When I got back to my desk, I burst into panicked tears. "It's not working," I exclaimed to Phil, our former senior editor, through sobs. "My skin is getting worse and worse." He looked me in the eyes and delivered a no-holds-barred truth bomb that I still love him for. "You need to relax and remember this is a process," he said. "You're healing. Your skin is healing." He was right. There were still zits on my face, but every day it was getting a little better. (I have to say, thankfully, wine saw me through it all: Since doxy is an antibiotic, you're not really supposed to drink while you're on it, so I initially gave up booze...until I remembered how much I love wine. Thank god Dr. Shah told me it was fine.)
As the weeks wore on, I became hyper-aware of my skin. I took a good look at my skin-care regimen, and stripped it down to the basics. Now, I just use cleansing balm, serum, and night cream in the evenings; and an exfoliant, the same serum, and face oil in the mornings. That stuck.
After two months, Dr. Shah suggested I switch to a lower dosage. "Most people do a full 12 weeks, and I cut their dosage halfway through," she explained. My skin had cleared up considerably in that time — my skin-tone was more even, and I was able to walk out of the house in just sunscreen and concealer, which was pretty life-changing. But since I still had a few breakouts on my back, I balked. "Maybe just one more month on full-dosage?" I half-pleaded. She relented, and I refilled my prescription.
Side Effects
That night, I popped my pill right before bed and fell asleep. Five hours later, I awoke to a hellish sensation under my sternum. It felt like the pill had lodged there and was radiating heat. "I'm dying!" I yelled to my empty studio apartment. "I'm fucking dying!" I was not, in fact, dying. I did, in fact, have some gnarly acid reflux — something I'd never experienced before. Turns out, doxycycline can cause heartburn if not taken immediately after a meal — or if you lay down within an hour of taking a pill.
"I think the most concerning side effect, however, is that it can make you photosensitive," Dr. Shah later said. I saw some of that, too. No matter how much SPF 50+ I slathered on, I still managed to turn a lovely shade of pink if I spent too much time in the sun (or forgot to reapply every hour, on the hour). So, during my cycle of doxy, Cool Mint Tums and Avène SPF 50 became my constant companions.

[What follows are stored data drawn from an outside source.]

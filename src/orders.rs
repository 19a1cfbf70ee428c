//! Order queueing, settlement, and the append-only executed-orders log (4.5, 4.3).
//!
//! The realistic engine is the only caller that queues orders across multiple
//! days; the basic engine settles instantly and never touches this module. The
//! log itself is grounded on the teacher's `BrokerLog` (`broker/record.rs`):
//! an append-only `Vec` of recorded events, queried by date range rather than
//! mutated in place.

use chrono::NaiveDate;
use serde::Serialize;

use crate::types::{CashValue, PortfolioQty, Price, Ticker};

/// Minimum `target_value` an order must carry to be queued at all (4.5); below
/// this, floating-point dust from a rebalance correction is dropped rather than
/// generating a order that can never clear a sensible minimum trade size.
pub const MIN_ORDER_VALUE: f64 = 0.01;

#[derive(Debug, Clone, Copy, PartialEq, Eq, Serialize)]
#[serde(rename_all = "lowercase")]
pub enum OrderSide {
    Buy,
    Sell,
}

#[derive(Debug, Clone, Copy, PartialEq, Eq, Serialize)]
#[serde(rename_all = "lowercase")]
pub enum OrderStatus {
    Pending,
    Fulfilled,
    Failed,
}

/// One row of the order log (3, "Order"). `date_executed` is `None` until the
/// order settles; it stays `None` forever if [`Calendar::next_trading_date`]
/// never found a trading day for the ticker (`NoTradingDayBeforeEnd`, 7).
#[derive(Debug, Clone, Serialize)]
pub struct Order {
    pub ticker: Ticker,
    pub target_value: f64,
    pub date_placed: NaiveDate,
    pub date_executed: Option<NaiveDate>,
    pub side: OrderSide,
    pub base_price: Option<f64>,
    pub units: Option<f64>,
    pub status: OrderStatus,
}

impl Order {
    fn new(ticker: Ticker, target_value: f64, side: OrderSide, date_placed: NaiveDate, date_executed: Option<NaiveDate>) -> Self {
        Order {
            ticker,
            target_value,
            date_placed,
            date_executed,
            side,
            base_price: None,
            units: None,
            status: OrderStatus::Pending,
        }
    }
}

/// Append-only store of orders, split between those still awaiting settlement
/// and those the engine has already executed. Mirrors the teacher's
/// created -> pending -> fulfilled/failed state machine (4.5), but since this
/// engine only ever moves forward in time a simple two-`Vec` split is enough:
/// there is no need for `BrokerLog`'s full event-sourced replay.
#[derive(Debug, Default)]
pub struct OrderBook {
    pending: Vec<Order>,
    executed: Vec<Order>,
}

impl OrderBook {
    pub fn new() -> Self {
        Self::default()
    }

    /// Queue a buy/sell intent if `target_value` clears [`MIN_ORDER_VALUE`].
    /// `date_executed` is resolved by the caller via
    /// [`crate::calendar::Calendar::next_trading_date`] before calling this.
    pub fn queue(&mut self, ticker: Ticker, target_value: f64, side: OrderSide, date_placed: NaiveDate, date_executed: Option<NaiveDate>) {
        if target_value <= MIN_ORDER_VALUE {
            return;
        }
        self.pending.push(Order::new(ticker, target_value, side, date_placed, date_executed));
    }

    /// Pop every pending order whose `date_executed` is exactly `date`, in
    /// insertion order (4.5: "share the same price, each mutates cash and
    /// holdings independently").
    pub fn due_on(&mut self, date: NaiveDate) -> Vec<Order> {
        let mut due = Vec::new();
        let mut remaining = Vec::with_capacity(self.pending.len());
        for order in self.pending.drain(..) {
            if order.date_executed == Some(date) {
                due.push(order);
            } else {
                remaining.push(order);
            }
        }
        self.pending = remaining;
        due
    }

    /// Record a settled order (fulfilled or failed) in the append-only log,
    /// in `(date_executed, insertion_order)` order (5).
    pub fn record_executed(&mut self, mut order: Order, units: f64, price: f64) {
        order.units = Some(units);
        order.base_price = Some(price);
        order.status = if units > 0.0 { OrderStatus::Fulfilled } else { OrderStatus::Failed };
        self.executed.push(order);
    }

    pub fn executed(&self) -> &[Order] {
        &self.executed
    }

    pub fn pending(&self) -> &[Order] {
        &self.pending
    }

    /// Orders never settled by the end of the run (7, `NoTradingDayBeforeEnd`).
    pub fn pending_at_end(&self) -> &[Order] {
        &self.pending
    }

    /// Executed orders in `[start, end]`, grounded on the teacher's
    /// `BrokerLog::trades_between` (3.1 supplement).
    pub fn executed_between(&self, start: NaiveDate, end: NaiveDate) -> Vec<&Order> {
        self.executed
            .iter()
            .filter(|o| o.date_executed.map(|d| d >= start && d <= end).unwrap_or(false))
            .collect()
    }
}

/// Snapshot row for the external order-log payload, using the crate's newtype
/// wrappers rather than raw `f64` once an order has settled.
#[derive(Debug, Clone, Serialize)]
pub struct OrderSnapshot {
    pub ticker: Ticker,
    pub target_value: CashValue,
    pub date_placed: NaiveDate,
    pub date_executed: Option<NaiveDate>,
    pub side: OrderSide,
    pub base_price: Option<Price>,
    pub units: Option<PortfolioQty>,
    pub status: OrderStatus,
}

impl From<&Order> for OrderSnapshot {
    fn from(o: &Order) -> Self {
        OrderSnapshot {
            ticker: o.ticker.clone(),
            target_value: CashValue::from(o.target_value),
            date_placed: o.date_placed,
            date_executed: o.date_executed,
            side: o.side,
            base_price: o.base_price.map(Price::from),
            units: o.units.map(PortfolioQty::from),
            status: o.status,
        }
    }
}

But I am happy to report that my skin has never looked better. I feel more confident about myself than I have in ages. If I do break out (and I can count on one hand the number of zits that have cropped up since I started the meds), the blemish is gone within a day. I've also come to worship my skin-care regimen. I'm not rushing through it or just relying on makeup wipes to take off my face at night. It's a ritual. It's what will keep my skin clear after I stop taking the drugs — which I'm planning to make a life mission.
Dr. Shah sees me phasing out the drugs in the next few months, and it remains to be seen whether my acne will come back after I'm done. "It varies person to person," she said. "Some have the occasional recurrence, and they have to go back on the drugs for a short time. But the goal is not to be on an antibiotic forever. If, after a few tries, it doesn't work, other routes will be explored." I, however, am confident that my skin will stay clear. With my newfound regimen, and the retinol I'll continue to stay on, I'm in a pretty good place.
Would I suggest doxy to someone else? In the immortal words of Mr. Big, "abso-fucking-lutely." I may not remember when I got my first zit, but I will never forget the moment I decided to get off my butt and do something about it.